_AIM OF THE TASK_. From the data below, set down exactly the lines between the one holding "filename src/runtime/executor.rs" and the one holding "a session is", inclusive, and no others.

MATERIAL TO PROCESS: Begin

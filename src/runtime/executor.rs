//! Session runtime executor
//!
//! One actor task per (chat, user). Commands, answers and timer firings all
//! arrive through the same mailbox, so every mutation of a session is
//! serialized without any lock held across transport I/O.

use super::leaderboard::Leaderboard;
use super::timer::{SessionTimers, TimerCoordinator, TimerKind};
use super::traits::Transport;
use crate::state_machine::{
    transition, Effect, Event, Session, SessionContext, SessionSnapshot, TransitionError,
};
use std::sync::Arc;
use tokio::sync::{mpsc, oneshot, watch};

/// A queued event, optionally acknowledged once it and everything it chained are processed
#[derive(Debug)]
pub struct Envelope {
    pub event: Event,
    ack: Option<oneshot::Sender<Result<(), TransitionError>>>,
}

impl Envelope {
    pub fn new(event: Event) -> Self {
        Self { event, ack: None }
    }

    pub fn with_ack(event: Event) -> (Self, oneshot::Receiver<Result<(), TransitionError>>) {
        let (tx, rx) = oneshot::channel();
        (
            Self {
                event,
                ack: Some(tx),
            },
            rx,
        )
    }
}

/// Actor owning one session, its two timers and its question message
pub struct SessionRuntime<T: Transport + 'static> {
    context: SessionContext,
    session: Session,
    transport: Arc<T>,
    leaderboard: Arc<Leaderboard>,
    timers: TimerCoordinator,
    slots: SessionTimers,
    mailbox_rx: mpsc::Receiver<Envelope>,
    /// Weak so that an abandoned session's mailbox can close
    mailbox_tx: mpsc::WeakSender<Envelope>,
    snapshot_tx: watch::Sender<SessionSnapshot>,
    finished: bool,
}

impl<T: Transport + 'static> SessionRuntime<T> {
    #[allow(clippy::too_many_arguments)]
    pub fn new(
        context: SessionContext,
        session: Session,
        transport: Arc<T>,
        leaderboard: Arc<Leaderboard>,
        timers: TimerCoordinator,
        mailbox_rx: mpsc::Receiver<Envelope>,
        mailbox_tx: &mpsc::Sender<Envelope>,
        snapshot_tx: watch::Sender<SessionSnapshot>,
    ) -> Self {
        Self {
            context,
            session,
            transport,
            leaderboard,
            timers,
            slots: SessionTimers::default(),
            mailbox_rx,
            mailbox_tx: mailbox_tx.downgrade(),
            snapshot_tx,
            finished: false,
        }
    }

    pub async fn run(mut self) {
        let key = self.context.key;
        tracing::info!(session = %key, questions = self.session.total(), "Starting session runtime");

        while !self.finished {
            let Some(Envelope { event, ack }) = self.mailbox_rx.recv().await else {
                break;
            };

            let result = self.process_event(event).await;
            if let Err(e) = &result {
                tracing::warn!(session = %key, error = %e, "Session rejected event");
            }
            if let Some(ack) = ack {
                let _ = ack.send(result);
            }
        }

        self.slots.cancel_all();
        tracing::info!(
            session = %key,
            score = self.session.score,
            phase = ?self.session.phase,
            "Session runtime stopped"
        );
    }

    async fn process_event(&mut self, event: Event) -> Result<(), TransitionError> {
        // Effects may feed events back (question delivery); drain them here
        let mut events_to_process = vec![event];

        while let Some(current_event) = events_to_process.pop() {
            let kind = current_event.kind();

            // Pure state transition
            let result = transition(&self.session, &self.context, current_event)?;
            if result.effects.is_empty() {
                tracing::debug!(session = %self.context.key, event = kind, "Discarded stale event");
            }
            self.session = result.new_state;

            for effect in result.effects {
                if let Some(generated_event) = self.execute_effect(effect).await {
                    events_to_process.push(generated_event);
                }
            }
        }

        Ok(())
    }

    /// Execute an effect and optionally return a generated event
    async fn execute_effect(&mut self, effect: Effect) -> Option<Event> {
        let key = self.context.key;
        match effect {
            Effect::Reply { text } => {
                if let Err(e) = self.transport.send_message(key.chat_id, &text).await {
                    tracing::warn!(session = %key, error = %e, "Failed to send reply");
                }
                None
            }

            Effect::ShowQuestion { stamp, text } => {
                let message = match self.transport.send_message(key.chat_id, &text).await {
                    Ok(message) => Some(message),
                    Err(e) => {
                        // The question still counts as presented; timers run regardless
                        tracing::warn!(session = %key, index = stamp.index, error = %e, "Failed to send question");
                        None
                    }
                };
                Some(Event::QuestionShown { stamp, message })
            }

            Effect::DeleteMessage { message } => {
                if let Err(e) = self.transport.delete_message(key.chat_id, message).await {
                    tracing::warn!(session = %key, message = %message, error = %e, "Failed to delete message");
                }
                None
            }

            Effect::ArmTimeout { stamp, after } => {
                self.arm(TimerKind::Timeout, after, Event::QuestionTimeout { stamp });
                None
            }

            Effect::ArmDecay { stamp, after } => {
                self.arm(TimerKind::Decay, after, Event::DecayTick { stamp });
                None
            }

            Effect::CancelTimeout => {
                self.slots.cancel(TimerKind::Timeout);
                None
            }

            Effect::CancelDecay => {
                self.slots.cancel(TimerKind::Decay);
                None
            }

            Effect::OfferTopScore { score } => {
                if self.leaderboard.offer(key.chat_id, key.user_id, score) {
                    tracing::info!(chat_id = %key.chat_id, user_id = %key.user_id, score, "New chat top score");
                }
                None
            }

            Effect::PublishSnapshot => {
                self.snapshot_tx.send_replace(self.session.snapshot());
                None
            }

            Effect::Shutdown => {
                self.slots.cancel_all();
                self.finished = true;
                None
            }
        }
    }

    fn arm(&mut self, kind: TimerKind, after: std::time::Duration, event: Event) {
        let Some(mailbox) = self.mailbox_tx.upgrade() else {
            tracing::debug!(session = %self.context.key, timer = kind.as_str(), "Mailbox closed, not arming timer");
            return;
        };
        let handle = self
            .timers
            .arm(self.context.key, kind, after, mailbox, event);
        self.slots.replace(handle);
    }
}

MATERIAL TO PROCESS: End
MATERIAL TO PROCESS: Begin

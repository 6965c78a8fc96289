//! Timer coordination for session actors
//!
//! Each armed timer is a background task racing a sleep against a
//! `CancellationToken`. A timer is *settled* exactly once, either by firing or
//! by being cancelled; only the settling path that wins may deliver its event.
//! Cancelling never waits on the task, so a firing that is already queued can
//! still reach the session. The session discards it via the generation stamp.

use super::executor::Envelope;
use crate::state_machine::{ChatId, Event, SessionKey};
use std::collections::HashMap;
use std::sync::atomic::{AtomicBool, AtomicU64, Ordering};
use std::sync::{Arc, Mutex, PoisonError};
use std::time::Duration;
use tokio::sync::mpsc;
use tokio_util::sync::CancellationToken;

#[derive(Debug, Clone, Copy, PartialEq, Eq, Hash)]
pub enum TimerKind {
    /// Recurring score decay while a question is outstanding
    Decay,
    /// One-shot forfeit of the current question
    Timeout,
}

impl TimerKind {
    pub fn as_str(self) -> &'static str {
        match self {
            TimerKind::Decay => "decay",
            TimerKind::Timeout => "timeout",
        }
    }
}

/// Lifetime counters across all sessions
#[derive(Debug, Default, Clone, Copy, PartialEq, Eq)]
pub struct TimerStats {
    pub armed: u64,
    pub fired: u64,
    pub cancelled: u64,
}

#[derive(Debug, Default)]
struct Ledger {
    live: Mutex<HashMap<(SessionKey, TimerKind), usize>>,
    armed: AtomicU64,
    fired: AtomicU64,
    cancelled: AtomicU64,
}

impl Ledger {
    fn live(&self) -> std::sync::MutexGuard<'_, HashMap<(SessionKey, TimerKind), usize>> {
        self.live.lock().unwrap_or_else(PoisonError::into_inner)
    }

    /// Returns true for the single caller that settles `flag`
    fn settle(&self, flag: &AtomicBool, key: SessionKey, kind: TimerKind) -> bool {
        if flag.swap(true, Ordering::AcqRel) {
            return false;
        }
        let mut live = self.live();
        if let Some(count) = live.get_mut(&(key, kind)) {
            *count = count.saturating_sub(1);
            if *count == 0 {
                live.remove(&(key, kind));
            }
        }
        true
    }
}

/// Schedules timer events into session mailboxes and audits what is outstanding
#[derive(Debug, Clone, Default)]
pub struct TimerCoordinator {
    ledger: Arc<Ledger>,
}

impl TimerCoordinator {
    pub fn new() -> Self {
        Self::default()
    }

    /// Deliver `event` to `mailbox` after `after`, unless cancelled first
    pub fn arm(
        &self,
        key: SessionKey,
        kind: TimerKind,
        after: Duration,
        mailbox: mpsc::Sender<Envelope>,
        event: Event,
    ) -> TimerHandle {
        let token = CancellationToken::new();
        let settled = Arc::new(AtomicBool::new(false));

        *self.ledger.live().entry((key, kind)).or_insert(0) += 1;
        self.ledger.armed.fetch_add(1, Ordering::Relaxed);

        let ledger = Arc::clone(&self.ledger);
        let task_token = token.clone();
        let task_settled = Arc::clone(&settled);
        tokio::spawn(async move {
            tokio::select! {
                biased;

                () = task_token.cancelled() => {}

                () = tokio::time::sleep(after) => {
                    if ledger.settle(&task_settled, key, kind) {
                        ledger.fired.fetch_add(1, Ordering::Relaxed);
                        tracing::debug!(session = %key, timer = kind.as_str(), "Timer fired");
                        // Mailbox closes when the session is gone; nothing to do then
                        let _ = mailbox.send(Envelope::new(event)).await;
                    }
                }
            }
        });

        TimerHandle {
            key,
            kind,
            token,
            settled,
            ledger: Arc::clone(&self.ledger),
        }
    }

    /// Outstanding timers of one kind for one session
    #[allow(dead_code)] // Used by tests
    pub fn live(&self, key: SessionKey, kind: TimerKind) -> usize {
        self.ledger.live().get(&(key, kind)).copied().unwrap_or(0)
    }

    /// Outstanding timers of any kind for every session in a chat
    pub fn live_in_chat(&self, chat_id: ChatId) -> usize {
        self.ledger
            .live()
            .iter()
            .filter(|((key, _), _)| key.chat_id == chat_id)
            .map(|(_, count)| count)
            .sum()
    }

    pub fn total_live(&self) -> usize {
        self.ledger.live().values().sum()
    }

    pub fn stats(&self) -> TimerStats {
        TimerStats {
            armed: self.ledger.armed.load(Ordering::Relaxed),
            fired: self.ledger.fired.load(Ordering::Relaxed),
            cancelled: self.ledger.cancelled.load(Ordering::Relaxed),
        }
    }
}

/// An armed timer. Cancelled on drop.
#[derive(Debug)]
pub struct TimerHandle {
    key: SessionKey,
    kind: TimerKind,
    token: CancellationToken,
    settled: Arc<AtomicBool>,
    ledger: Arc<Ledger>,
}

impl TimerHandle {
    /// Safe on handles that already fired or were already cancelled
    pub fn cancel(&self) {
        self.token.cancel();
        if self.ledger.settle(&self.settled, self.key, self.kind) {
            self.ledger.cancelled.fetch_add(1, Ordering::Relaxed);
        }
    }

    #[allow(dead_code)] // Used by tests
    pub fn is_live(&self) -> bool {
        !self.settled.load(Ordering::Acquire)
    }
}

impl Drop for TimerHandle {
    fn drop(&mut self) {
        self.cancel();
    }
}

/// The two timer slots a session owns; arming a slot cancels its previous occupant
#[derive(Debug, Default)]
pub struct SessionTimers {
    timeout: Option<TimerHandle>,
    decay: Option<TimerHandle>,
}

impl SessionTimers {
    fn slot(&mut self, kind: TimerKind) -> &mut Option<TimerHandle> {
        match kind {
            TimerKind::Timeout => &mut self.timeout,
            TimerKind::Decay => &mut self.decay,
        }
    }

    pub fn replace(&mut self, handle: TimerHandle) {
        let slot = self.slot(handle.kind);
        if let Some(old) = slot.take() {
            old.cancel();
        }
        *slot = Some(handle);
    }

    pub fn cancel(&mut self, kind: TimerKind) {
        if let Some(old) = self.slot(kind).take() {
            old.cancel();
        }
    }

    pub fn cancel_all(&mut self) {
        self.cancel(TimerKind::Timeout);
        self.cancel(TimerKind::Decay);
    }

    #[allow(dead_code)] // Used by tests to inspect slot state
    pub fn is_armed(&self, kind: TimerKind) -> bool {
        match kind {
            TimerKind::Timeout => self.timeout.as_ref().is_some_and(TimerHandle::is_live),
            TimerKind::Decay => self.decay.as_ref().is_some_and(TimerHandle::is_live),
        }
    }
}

MATERIAL TO PROCESS: End

_ANSWER TO THE EXERCISE_.
filename src/runtime/executor.rs
//! Session runtime executor
//!
//! One actor task per (chat, user). Commands, answers and timer firings all
//! arrive through the same mailbox, so every mutation of a session is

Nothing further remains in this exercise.